O tratamento diferenciado entre ucranianos e estrangeiros, sobretudo não-ocidentais, evoca a forma como as autoridades polacas, no final do ano passado, impediram milhares de refugiados provenientes sobretudo do Iraque e do Afeganistão de tentarem atravessar a fronteira através da Bielorrússia.
Um relato semelhante é feito por Aditya, um estudante indiano de Medicina. “Os soldados ucranianos não nos deixavam passar, diziam que, a nós, a Polónia não nos deixava entrar”, conta. “A eles não lhes interessa como estamos, se temos fome, se estamos magoados”, lamenta.

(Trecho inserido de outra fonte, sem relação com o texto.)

use lyrics_sync::library;
use std::collections::HashSet;
use std::path::PathBuf;

#[test]
fn test_scan_keeps_only_audio_extensions() {
    let dir = tempfile::tempdir().unwrap();
    for name in ["a.m4a", "notes.txt", "b.flac", "cover.jpg"] {
        std::fs::write(dir.path().join(name), b"").unwrap();
    }

    let found: HashSet<PathBuf> = library::scan(dir.path()).into_iter().collect();
    let expected: HashSet<PathBuf> = ["a.m4a", "b.flac"]
        .iter()
        .map(|name| dir.path().join(name))
        .collect();

    assert_eq!(found, expected);
}

#[test]
fn test_scan_of_empty_directory() {
    let dir = tempfile::tempdir().unwrap();
    assert!(library::scan(dir.path()).is_empty());
}

#[test]
fn test_scan_of_missing_directory_is_empty() {
    let dir = tempfile::tempdir().unwrap();
    assert!(library::scan(&dir.path().join("missing")).is_empty());
}
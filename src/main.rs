use anyhow::Result;
use clap::Parser;
use lyrics_sync::audio::FileTagStore;
use lyrics_sync::batch::{self, BatchDriver};
use lyrics_sync::config::{Cli, Mode, normalize_legacy_args};
use lyrics_sync::{library, report};
use lyrics_sync::lyrics::{HttpLyricsClient, LyricsLookup};
use lyrics_sync::probe::FfprobeProber;
use lyrics_sync::sync::SyncContext;
use std::sync::Arc;
use tracing_subscriber::EnvFilter;

#[tokio::main]
async fn main() -> Result<()> {
    tracing_subscriber::fmt()
        .with_env_filter(
            EnvFilter::try_from_default_env().unwrap_or_else(|_| EnvFilter::new("lyrics_sync=info")),
        )
        .with_target(true)
        .with_writer(std::io::stderr)
        .init();

    let cli = Cli::parse_from(normalize_legacy_args(std::env::args_os()));
    let mode = cli.mode();

    // Problems are reported on stdout; the exit status stays zero.
    let paths = if mode.uses_directory() {
        if let Err(e) = library::check_directory(&cli.directory) {
            println!("{}", e);
            return Ok(());
        }
        library::scan(&cli.directory)
    } else {
        Vec::new()
    };

    let store = Arc::new(FileTagStore);
    let mut out = std::io::stdout();

    match mode {
        Mode::RemoveLyrics => {
            let removal = batch::remove_lyrics(store.as_ref(), &paths);
            report::write_removal(&mut out, &removal)?;
        }
        Mode::FetchManual(title) => {
            let Some(client) = lyrics_client(&cli.api_url) else {
                return Ok(());
            };
            let result = client.lookup(&title).await;
            report::write_manual_lookup(&mut out, &title, &result)?;
        }
        Mode::DryRun => report::write_dry_run(&mut out, &paths)?,
        Mode::Sync { workers } => {
            let Some(client) = lyrics_client(&cli.api_url) else {
                return Ok(());
            };
            tracing::info!("Lyrics endpoint: {}", client.endpoint());

            let ctx = SyncContext::new(
                store,
                Arc::new(client),
                Arc::new(FfprobeProber::new(cli.ffprobe.clone())),
            );
            let driver = BatchDriver::new(ctx).with_progress(!cli.no_progress);

            let summary = match workers {
                Some(workers) => driver.run_concurrent(paths, workers).await,
                None => driver.run_sequential(&paths).await,
            };

            report::write_sync_summary(&mut out, &summary)?;
            tracing::info!(
                "Processed {} files: {} updated, {} skipped, {} missed, {} failed",
                summary.processed,
                summary.updated,
                summary.skipped,
                summary.missed.len(),
                summary.failed.len()
            );
        }
    }

    Ok(())
}

fn lyrics_client(endpoint: &str) -> Option<HttpLyricsClient> {
    match HttpLyricsClient::new(endpoint) {
        Ok(client) => Some(client),
        Err(e) => {
            println!("Failed to create lyrics client: {}", e);
            None
        }
    }
}
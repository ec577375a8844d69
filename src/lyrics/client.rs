//! HTTP client for the lyrics lookup service

use super::LyricsRecord;
use crate::error::LookupError;
use async_trait::async_trait;
use reqwest::Client;
use serde::Deserialize;
use serde_json::Value;

/// Public lyrics endpoint used when none is configured
pub const DEFAULT_ENDPOINT: &str = "https://some-random-api.com/lyrics";

/// Maps a free-text title query to lyrics
#[async_trait]
pub trait LyricsLookup: Send + Sync {
    /// Look up lyrics for `query`. Every failure is reported as an `Err`;
    /// there is no retry.
    async fn lookup(&self, query: &str) -> Result<LyricsRecord, LookupError>;
}

/// Fields the service must return for a lookup to count as a hit.
///
/// Only the presence of each key is checked; values of any JSON type are
/// accepted and rendered as text.
#[derive(Debug, Deserialize)]
struct LyricsPayload {
    title: Value,
    author: Value,
    lyrics: Value,
}

fn value_text(value: Value) -> String {
    match value {
        Value::String(text) => text,
        Value::Null => String::new(),
        other => other.to_string(),
    }
}

/// Client for a `GET <endpoint>?title=<query>` lyrics service
#[derive(Debug, Clone)]
pub struct HttpLyricsClient {
    client: Client,
    endpoint: String,
}

impl HttpLyricsClient {
    pub fn new(endpoint: impl Into<String>) -> Result<Self, LookupError> {
        let client = Client::builder()
            .user_agent(concat!("lyrics-sync/", env!("CARGO_PKG_VERSION")))
            .build()?;

        Ok(Self {
            client,
            endpoint: endpoint.into(),
        })
    }

    pub fn endpoint(&self) -> &str {
        &self.endpoint
    }
}

#[async_trait]
impl LyricsLookup for HttpLyricsClient {
    async fn lookup(&self, query: &str) -> Result<LyricsRecord, LookupError> {
        tracing::debug!("Lyrics lookup query: {}", query);

        let response = self
            .client
            .get(&self.endpoint)
            .query(&[("title", query)])
            .send()
            .await?;

        let status = response.status().as_u16();
        let body = response.text().await?;

        let result = parse_lyrics_response(status, &body);
        match &result {
            Ok(record) => tracing::debug!("Found lyrics: {} by {}", record.title, record.author),
            Err(e) => tracing::debug!("No lyrics for '{}': {}", query, e),
        }
        result
    }
}

/// Classify a lookup response.
///
/// Only a 2xx status with a JSON object carrying the `title`, `author` and
/// `lyrics` keys is a hit; the record is stamped with the current local time.
pub fn parse_lyrics_response(status: u16, body: &str) -> Result<LyricsRecord, LookupError> {
    if !(200..300).contains(&status) {
        return Err(LookupError::Status(status));
    }

    let payload: LyricsPayload = serde_json::from_str(body)
        .map_err(|e| LookupError::MalformedResponse(e.to_string()))?;

    Ok(LyricsRecord {
        title: value_text(payload.title),
        author: value_text(payload.author),
        lyrics: value_text(payload.lyrics),
        retrieved_at: chrono::Local::now(),
    })
}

Ao seu lado está a sua colega Shatabdi, que veio do Omã para estudar em Ternopil. Do seu grupo, foram os únicos que conseguiram autorização para atravessar a fronteira e Aditya não tem dúvidas de que isso apenas se deveu ao estado de saúde da colega: está numa cadeira de rodas por ter os músculos dos pés inchados por causa do frio. “Esperamos que os outros estejam bem”, diz a estudante.